Avete fatto caso? Beh, direi di sì in quanto oramai il tutto è concretamente conclamato. Media, pubblicità, promozioni, stampa, immagini, tutto è riconducibile ad un unica espressione, il disfacimento globalizzato delle identità. Identità sessuale, sociale, politica, tutto deve apparire ibrido, diverso, fluido.

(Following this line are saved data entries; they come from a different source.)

mod common;

use common::*;
use openai_actions::{
  CreateImage, Embeddings, Error, Moderation, Pipeline, PipelineState,
  PipelineStep, Speaker, StepOutput, TextCompletion, TranscriptEntry,
};
use serde_json::json;
use tokio_test::{assert_err, assert_ok};
use wiremock::matchers::{body_partial_json, method, path};
use wiremock::{Mock, MockServer, ResponseTemplate};

async fn mount_completion(server: &MockServer, prompt: &str, text: &str)
{   Mock::given(method("POST"))
      .and(path("/completions"))
      .and(body_partial_json(json!({ "prompt": [prompt] })))
      .respond_with(
        ResponseTemplate::new(200)
          .set_body_json(text_completion_body(text))
      )
      .expect(1)
      .mount(server)
      .await;
}

async fn mount_moderation(server: &MockServer, input: &str)
{   Mock::given(method("POST"))
      .and(path("/moderations"))
      .and(body_partial_json(json!({ "input": input })))
      .respond_with(
        ResponseTemplate::new(200)
          .set_body_json(moderation_body(false, false))
      )
      .expect(1)
      .mount(server)
      .await;
}

#[tokio::test]
async fn test_chained_step_receives_previous_text()
{   let server = MockServer::start().await;
    mount_completion(&server, "Say hi", "hello").await;
    mount_moderation(&server, "hello").await;

    let client = client_for(&server);
    let mut pipeline = Pipeline::new(&client);
    pipeline.push(PipelineStep::new(TextCompletion::new("Say hi")));
    pipeline.push(PipelineStep::chained(Moderation::new("placeholder")));
    assert_eq!(pipeline.remaining(), 2);
    assert_eq!(pipeline.state(), PipelineState::Idle);

    let first = pipeline.step().await.expect("first step");
    assert_eq!(assert_ok!(first), StepOutput::Text("hello".to_string()));
    assert_eq!(pipeline.remaining(), 1);
    assert_eq!(pipeline.state(), PipelineState::Idle);

    let second = pipeline.step().await.expect("second step");
    assert_eq!(assert_ok!(second), StepOutput::Text("false".to_string()));
    assert_eq!(pipeline.remaining(), 0);

    assert!(pipeline.step().await.is_none());
    assert_eq!(pipeline.state(), PipelineState::Idle);

    assert_eq!(pipeline.transcript().entries(), &[
      TranscriptEntry::user("Say hi"),
      TranscriptEntry::ai("hello"),
      TranscriptEntry::user("hello"),
      TranscriptEntry::ai("false"),
    ]);
}

#[tokio::test]
async fn test_unchained_step_keeps_its_own_prompt()
{   let server = MockServer::start().await;
    mount_completion(&server, "Say hi", "hello").await;
    Mock::given(method("POST"))
      .and(path("/embeddings"))
      .and(body_partial_json(json!({ "input": "own input" })))
      .respond_with(
        ResponseTemplate::new(200)
          .set_body_json(embedding_body(&[0.1, 0.2, 0.3, 0.4]))
      )
      .expect(1)
      .mount(&server)
      .await;

    let client = client_for(&server);
    let mut pipeline = Pipeline::new(&client);
    pipeline.push(PipelineStep::new(TextCompletion::new("Say hi")));
    pipeline.push(PipelineStep::new(Embeddings::new("own input")));
    pipeline.run().await;

    assert_eq!(pipeline.remaining(), 0);
    let entries = pipeline.transcript().entries();
    assert_eq!(entries[2], TranscriptEntry::user("own input"));
    // Embedding output is the vector length
    assert_eq!(entries[3], TranscriptEntry::ai("4"));
}

#[tokio::test]
async fn test_failed_step_does_not_halt_pipeline()
{   let server = MockServer::start().await;
    Mock::given(method("POST"))
      .and(path("/completions"))
      .respond_with(
        ResponseTemplate::new(500).set_body_string("upstream exploded")
      )
      .expect(1)
      .mount(&server)
      .await;
    mount_moderation(&server, "original prompt").await;

    let client = client_for(&server);
    let mut pipeline = Pipeline::new(&client);
    pipeline.push(PipelineStep::new(TextCompletion::new("Say hi")));
    pipeline.push(PipelineStep::chained(Moderation::new("original prompt")));

    let first = pipeline.step().await.expect("first step");
    let err = assert_err!(first);
    assert_eq!(err.status(), Some(500));
    assert_eq!(pipeline.remaining(), 1);

    let second = pipeline.step().await.expect("second step");
    assert_ok!(second);

    let entries = pipeline.transcript().entries();
    assert_eq!(entries.len(), 4);
    assert_eq!(entries[1].speaker, Speaker::Error);
    assert!(entries[1].content.contains("500"));
    assert_eq!(entries[2], TranscriptEntry::user("original prompt"));
}

#[tokio::test]
async fn test_image_url_is_shown_but_not_chained()
{   let server = MockServer::start().await;
    Mock::given(method("POST"))
      .and(path("/images/generations"))
      .respond_with(
        ResponseTemplate::new(200)
          .set_body_json(image_body(&["https://images.example/otter.png"]))
      )
      .expect(1)
      .mount(&server)
      .await;
    mount_completion(&server, "Describe an otter", "An otter is a mammal").await;

    let client = client_for(&server);
    let mut pipeline = Pipeline::new(&client);
    pipeline.push(PipelineStep::new(CreateImage::new("A cute baby sea otter")));
    pipeline.push(PipelineStep::chained(TextCompletion::new("Describe an otter")));
    pipeline.run().await;

    assert_eq!(pipeline.transcript().entries(), &[
      TranscriptEntry::user("A cute baby sea otter"),
      TranscriptEntry::image("https://images.example/otter.png"),
      TranscriptEntry::user("Describe an otter"),
      TranscriptEntry::ai("An otter is a mammal"),
    ]);
}

#[tokio::test]
async fn test_validation_failure_is_recorded_and_pipeline_continues()
{   let server = MockServer::start().await;
    Mock::given(path("/images/generations"))
      .respond_with(ResponseTemplate::new(200))
      .expect(0)
      .mount(&server)
      .await;
    mount_completion(&server, "Still here?", "yes").await;

    let client = client_for(&server);
    let mut pipeline = Pipeline::new(&client);
    pipeline.push(PipelineStep::new(
      CreateImage::new("otter").with_count(11)
    ));
    pipeline.push(PipelineStep::new(TextCompletion::new("Still here?")));

    let first = pipeline.step().await.expect("first step");
    assert!(matches!(assert_err!(first), Error::Validation(_)));

    let second = pipeline.step().await.expect("second step");
    assert_eq!(assert_ok!(second), StepOutput::Text("yes".to_string()));

    let speakers: Vec<_> = pipeline.transcript()
      .entries()
      .iter()
      .map(|e| e.speaker)
      .collect();
    assert_eq!(speakers, vec![
      Speaker::User, Speaker::Error, Speaker::User, Speaker::Ai,
    ]);
}

#[tokio::test]
async fn test_subscribers_see_every_entry()
{   let server = MockServer::start().await;
    mount_completion(&server, "Say hi", "hello").await;

    let client = client_for(&server);
    let mut pipeline = Pipeline::new(&client);
    let mut entries = pipeline.transcript_mut().subscribe();
    pipeline.push(PipelineStep::new(TextCompletion::new("Say hi")));
    pipeline.run().await;

    let transcript = pipeline.into_transcript();
    let mut seen = Vec::new();
    while let Ok(entry) = entries.try_recv()
    {   seen.push(entry);
    }
    assert_eq!(seen, transcript.entries().to_vec());
    assert_eq!(seen.len(), 2);
}

#[tokio::test]
async fn test_empty_pipeline_makes_no_calls()
{   let server = MockServer::start().await;
    Mock::given(method("POST"))
      .respond_with(ResponseTemplate::new(200))
      .expect(0)
      .mount(&server)
      .await;

    let client = client_for(&server);
    let mut pipeline = Pipeline::new(&client);
    assert!(pipeline.step().await.is_none());
    pipeline.run().await;

    assert!(pipeline.transcript().is_empty());
    assert_eq!(pipeline.state(), PipelineState::Idle);
}
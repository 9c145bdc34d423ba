//! Page fetch errors
//!
//! Every failure is recoverable: the fetcher records it as a diagnostic and
//! keeps whatever it has accumulated.

#[derive(Debug, Clone, PartialEq, Eq)]
pub enum TransportError {
    /// Connection, DNS, TLS or timeout failure
    Network(String),
    /// Non-2xx response
    Status { status: u16, body: String },
    /// Response body was not valid JSON
    MalformedBody(String),
}

#[derive(Debug, Clone, PartialEq, Eq)]
pub enum FetchError {
    Transport(TransportError),
    /// Response was JSON but not the expected shape
    Schema(String),
}

impl FetchError {
    /// Network errors, 429 and 5xx are worth another attempt
    pub fn is_retryable(&self) -> bool {
        match self {
            FetchError::Transport(TransportError::Network(_)) => true,
            FetchError::Transport(TransportError::Status { status, .. }) => {
                *status == 429 || (500..600).contains(status)
            }
            _ => false,
        }
    }
}

impl From<TransportError> for FetchError {
    fn from(err: TransportError) -> Self {
        FetchError::Transport(err)
    }
}

impl From<reqwest::Error> for TransportError {
    fn from(err: reqwest::Error) -> Self {
        TransportError::Network(err.to_string())
    }
}

impl From<reqwest::Error> for FetchError {
    fn from(err: reqwest::Error) -> Self {
        FetchError::Transport(err.into())
    }
}

impl std::fmt::Display for TransportError {
    fn fmt(&self, f: &mut std::fmt::Formatter<'_>) -> std::fmt::Result {
        match self {
            TransportError::Network(e) => write!(f, "network error: {}", e),
            TransportError::Status { status, body } => {
                write!(f, "HTTP {}: {}", status, body)
            }
            TransportError::MalformedBody(e) => write!(f, "malformed response body: {}", e),
        }
    }
}

impl std::fmt::Display for FetchError {
    fn fmt(&self, f: &mut std::fmt::Formatter<'_>) -> std::fmt::Result {
        match self {
            FetchError::Transport(e) => write!(f, "Transport error: {}", e),
            FetchError::Schema(e) => write!(f, "Schema error: {}", e),
        }
    }
}

impl std::error::Error for TransportError {}

impl std::error::Error for FetchError {}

L’uomo ha charme e appeal se si veste e si trucca da donna, i testimonial di pubblicità meglio se neri o “diversi”, addirittura qui tra le immagini viene pubblicizzato un Hotel con l’immagine di S.Valentino con due maschietti che si prendono per mano. L’amore tra un uomo e una donna ? Oramai è cosa vetusta e non più in voga e se vuoi attenzione devi ottemperare alle nuove indicazioni della comunistissima massificazione e globalizzazione che tutto livella e pianifica(vedi Sanremo). Non ti vuoi adeguare? Caxxi tuoi, sei fuori dal giro, sei out, sei indietro, non ti si fila nessuno. Neanche quei liberalconservatori che strizzano un occhio al pseudo progressismo da strapazzo che comunque incide e determina delle scelte nella quotidianità.
E in questo gioco perverso,bada bene, non è in gioco la libertà o le scelte personali, stiamo assistendo ad un preciso disegno di disinnesco di valori e di certezze rimpiazzando il tutto con ciò che abbiamo difronte ai nostri occhi. Questo precipitare verso il basso è inarrestabile. I moti lunari sostituiranno la valenza solare e tutto sarà invertito. E in tutto questo rimarranno in piedi quei pochi eroi coscienti del proprio essere, certi che nulla potrà comunque destabilizzare la profondità di ciò in cui crediamo.
Antichi si ma riusciamo ugualmente a guardare in avanti.